*Your instructions*
Look for the word "other" in the material below, then report each line where it occurs.

*Data*
Content starts

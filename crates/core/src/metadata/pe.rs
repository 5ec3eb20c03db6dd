//! Locating the CLI metadata blob inside a PE image.

use super::bytes::ByteReader;
use crate::error::FormatError;
use object::pe::{ImageNtHeaders32, ImageNtHeaders64, IMAGE_DIRECTORY_ENTRY_COM_DESCRIPTOR};
use object::read::pe::{ImageNtHeaders, PeFile};
use object::FileKind;

/// Return the bytes of the metadata root (`BSJB` signature onward).
pub fn cli_metadata(data: &[u8]) -> Result<&[u8], FormatError> {
    let kind = FileKind::parse(data)
        .map_err(|e| FormatError::new(format!("unrecognised file format: {}", e)))?;
    match kind {
        FileKind::Pe32 => metadata_from::<ImageNtHeaders32>(data),
        FileKind::Pe64 => metadata_from::<ImageNtHeaders64>(data),
        other => Err(FormatError::new(format!(
            "expected a PE image, found {:?}",
            other
        ))),
    }
}

fn metadata_from<'data, Pe: ImageNtHeaders>(data: &'data [u8]) -> Result<&'data [u8], FormatError> {
    let file: PeFile<'data, Pe> =
        PeFile::parse(data).map_err(|e| FormatError::new(format!("malformed PE image: {}", e)))?;
    let sections = file.section_table();

    let directory = file
        .data_directory(IMAGE_DIRECTORY_ENTRY_COM_DESCRIPTOR)
        .ok_or_else(|| FormatError::new("no CLI header (not a managed assembly)"))?;
    let cli_header = directory
        .data(data, &sections)
        .map_err(|e| FormatError::new(format!("unreadable CLI header: {}", e)))?;

    // cb, MajorRuntimeVersion, MinorRuntimeVersion, then the metadata
    // directory.
    let mut r = ByteReader::new(cli_header);
    r.skip(8)?;
    let rva = r.u32()?;
    let size = r.u32()? as usize;
    if rva == 0 || size == 0 {
        return Err(FormatError::new("CLI header has no metadata directory"));
    }

    let mapped = sections
        .pe_data_at(data, rva)
        .ok_or_else(|| FormatError::new(format!("metadata RVA {:#x} not in any section", rva)))?;
    mapped.get(..size).ok_or_else(|| {
        FormatError::new(format!(
            "metadata size {:#x} exceeds its section ({:#x} available)",
            size,
            mapped.len()
        ))
    })
}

Content ends

*Task solution*
        other => Err(FormatError::new(format!(
            other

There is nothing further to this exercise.